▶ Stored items
- Opening Delimiter -

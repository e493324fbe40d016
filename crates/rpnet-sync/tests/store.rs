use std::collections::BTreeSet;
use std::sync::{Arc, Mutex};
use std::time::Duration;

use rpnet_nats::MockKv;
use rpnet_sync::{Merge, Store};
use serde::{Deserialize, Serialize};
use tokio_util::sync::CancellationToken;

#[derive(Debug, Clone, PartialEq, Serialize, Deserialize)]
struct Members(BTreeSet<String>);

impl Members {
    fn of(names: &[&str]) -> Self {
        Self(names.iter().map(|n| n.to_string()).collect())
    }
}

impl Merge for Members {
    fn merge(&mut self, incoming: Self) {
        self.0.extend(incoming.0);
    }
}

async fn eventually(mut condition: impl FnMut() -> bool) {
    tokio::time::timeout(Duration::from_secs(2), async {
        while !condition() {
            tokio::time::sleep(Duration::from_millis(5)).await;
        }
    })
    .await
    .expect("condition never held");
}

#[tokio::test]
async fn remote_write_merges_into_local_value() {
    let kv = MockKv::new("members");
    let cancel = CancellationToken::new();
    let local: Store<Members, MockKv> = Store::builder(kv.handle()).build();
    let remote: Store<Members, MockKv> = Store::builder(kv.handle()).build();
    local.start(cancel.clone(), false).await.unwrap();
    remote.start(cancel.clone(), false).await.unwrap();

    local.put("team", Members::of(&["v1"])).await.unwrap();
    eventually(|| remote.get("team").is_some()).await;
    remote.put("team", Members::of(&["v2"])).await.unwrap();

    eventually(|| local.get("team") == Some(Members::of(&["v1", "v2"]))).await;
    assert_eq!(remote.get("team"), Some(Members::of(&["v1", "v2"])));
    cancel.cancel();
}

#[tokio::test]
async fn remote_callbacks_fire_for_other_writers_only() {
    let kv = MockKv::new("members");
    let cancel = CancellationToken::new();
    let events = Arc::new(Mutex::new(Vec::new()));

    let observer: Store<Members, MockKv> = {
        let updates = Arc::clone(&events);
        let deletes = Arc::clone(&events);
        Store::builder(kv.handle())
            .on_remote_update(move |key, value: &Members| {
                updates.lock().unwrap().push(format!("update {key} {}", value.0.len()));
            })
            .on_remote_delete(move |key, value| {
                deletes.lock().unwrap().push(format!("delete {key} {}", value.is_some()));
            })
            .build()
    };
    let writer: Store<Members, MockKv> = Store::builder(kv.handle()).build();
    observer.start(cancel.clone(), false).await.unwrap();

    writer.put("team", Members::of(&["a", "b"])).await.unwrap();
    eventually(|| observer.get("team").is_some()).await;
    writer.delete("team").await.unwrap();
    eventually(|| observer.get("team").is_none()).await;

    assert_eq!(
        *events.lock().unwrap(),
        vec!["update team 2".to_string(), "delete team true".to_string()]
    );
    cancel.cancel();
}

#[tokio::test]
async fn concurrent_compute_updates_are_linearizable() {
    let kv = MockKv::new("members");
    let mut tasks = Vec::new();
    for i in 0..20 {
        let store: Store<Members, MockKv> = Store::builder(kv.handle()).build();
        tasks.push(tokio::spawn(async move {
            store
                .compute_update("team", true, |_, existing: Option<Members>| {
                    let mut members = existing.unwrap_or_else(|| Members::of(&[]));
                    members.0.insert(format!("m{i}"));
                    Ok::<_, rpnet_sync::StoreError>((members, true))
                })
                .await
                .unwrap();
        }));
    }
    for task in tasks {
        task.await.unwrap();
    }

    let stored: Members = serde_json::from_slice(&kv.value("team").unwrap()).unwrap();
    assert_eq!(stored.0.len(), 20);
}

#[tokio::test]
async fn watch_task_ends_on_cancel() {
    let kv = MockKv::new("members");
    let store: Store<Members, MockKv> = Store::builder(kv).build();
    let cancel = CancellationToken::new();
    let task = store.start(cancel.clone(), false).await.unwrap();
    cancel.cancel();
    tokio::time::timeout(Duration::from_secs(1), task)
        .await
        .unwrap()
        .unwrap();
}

- Closing Delimiter -
- Opening Delimiter -

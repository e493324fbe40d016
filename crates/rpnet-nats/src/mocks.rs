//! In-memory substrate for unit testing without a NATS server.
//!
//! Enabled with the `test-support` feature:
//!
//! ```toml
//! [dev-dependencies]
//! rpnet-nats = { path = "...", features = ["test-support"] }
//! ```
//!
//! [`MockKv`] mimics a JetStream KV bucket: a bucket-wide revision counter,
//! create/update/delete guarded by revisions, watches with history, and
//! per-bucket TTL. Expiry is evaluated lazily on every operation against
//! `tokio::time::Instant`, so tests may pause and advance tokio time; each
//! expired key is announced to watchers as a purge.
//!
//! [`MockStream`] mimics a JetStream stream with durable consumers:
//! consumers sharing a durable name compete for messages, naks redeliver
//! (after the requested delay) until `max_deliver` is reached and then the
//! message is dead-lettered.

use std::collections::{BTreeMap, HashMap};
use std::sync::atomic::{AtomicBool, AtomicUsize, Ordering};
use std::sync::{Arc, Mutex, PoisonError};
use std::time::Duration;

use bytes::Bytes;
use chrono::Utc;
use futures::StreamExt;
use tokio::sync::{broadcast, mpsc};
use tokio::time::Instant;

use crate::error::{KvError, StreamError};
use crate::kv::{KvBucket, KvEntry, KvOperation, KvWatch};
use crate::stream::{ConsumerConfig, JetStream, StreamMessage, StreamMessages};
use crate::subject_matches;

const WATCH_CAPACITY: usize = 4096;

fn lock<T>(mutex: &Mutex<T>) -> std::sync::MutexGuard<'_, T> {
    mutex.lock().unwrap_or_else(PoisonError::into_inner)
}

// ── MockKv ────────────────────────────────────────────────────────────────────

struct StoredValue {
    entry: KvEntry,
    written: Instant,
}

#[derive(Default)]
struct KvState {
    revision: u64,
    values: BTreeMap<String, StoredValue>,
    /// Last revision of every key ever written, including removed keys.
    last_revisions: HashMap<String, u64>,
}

- Closing Delimiter -
- Opening Delimiter -

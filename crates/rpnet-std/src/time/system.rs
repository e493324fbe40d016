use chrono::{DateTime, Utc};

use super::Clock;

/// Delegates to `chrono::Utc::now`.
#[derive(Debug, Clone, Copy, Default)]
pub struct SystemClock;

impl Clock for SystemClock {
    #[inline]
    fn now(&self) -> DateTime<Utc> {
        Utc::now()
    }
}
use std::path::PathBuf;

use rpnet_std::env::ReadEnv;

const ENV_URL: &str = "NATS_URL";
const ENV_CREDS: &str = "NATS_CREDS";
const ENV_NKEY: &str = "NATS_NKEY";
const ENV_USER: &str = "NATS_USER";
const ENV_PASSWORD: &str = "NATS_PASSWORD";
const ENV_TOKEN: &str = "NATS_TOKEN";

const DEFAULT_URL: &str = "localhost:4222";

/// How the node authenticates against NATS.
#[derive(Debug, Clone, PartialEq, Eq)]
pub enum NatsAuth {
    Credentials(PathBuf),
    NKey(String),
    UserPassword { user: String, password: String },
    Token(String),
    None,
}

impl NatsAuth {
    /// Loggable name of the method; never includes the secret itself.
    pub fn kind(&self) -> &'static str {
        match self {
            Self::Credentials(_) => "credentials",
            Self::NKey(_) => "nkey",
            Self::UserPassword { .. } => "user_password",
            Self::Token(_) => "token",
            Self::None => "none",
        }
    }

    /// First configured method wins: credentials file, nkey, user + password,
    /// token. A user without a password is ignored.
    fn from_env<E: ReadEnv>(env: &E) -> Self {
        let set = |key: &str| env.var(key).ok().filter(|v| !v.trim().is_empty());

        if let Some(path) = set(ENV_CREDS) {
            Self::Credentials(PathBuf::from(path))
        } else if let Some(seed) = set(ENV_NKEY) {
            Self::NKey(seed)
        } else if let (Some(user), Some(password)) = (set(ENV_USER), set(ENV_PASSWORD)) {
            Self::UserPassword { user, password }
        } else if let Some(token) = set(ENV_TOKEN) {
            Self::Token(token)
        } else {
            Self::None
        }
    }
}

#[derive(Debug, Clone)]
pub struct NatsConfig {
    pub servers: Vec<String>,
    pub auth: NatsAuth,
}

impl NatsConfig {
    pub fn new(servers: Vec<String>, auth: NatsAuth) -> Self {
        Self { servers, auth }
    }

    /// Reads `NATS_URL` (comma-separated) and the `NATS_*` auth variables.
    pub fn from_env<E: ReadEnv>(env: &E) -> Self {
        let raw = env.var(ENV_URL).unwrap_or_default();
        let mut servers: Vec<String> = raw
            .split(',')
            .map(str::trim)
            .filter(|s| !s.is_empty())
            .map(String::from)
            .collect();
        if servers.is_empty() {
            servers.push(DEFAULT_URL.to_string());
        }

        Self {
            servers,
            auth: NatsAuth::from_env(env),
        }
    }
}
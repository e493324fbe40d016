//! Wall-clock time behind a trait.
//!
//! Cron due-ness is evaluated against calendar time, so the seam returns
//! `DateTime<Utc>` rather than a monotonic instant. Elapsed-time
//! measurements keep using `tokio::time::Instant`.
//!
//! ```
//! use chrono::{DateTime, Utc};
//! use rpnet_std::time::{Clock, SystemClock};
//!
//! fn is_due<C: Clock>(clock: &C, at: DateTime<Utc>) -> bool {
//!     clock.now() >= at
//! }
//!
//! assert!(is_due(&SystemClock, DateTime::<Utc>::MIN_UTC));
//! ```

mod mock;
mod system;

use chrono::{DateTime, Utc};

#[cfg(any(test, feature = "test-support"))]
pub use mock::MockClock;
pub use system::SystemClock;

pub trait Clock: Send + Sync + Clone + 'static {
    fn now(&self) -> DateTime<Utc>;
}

- Closing Delimiter -

Find and copy each line above that includes the string "tests".

filename crates/rpnet-sync/tests/store.rs
//! `tokio::time::Instant`, so tests may pause and advance tokio time; each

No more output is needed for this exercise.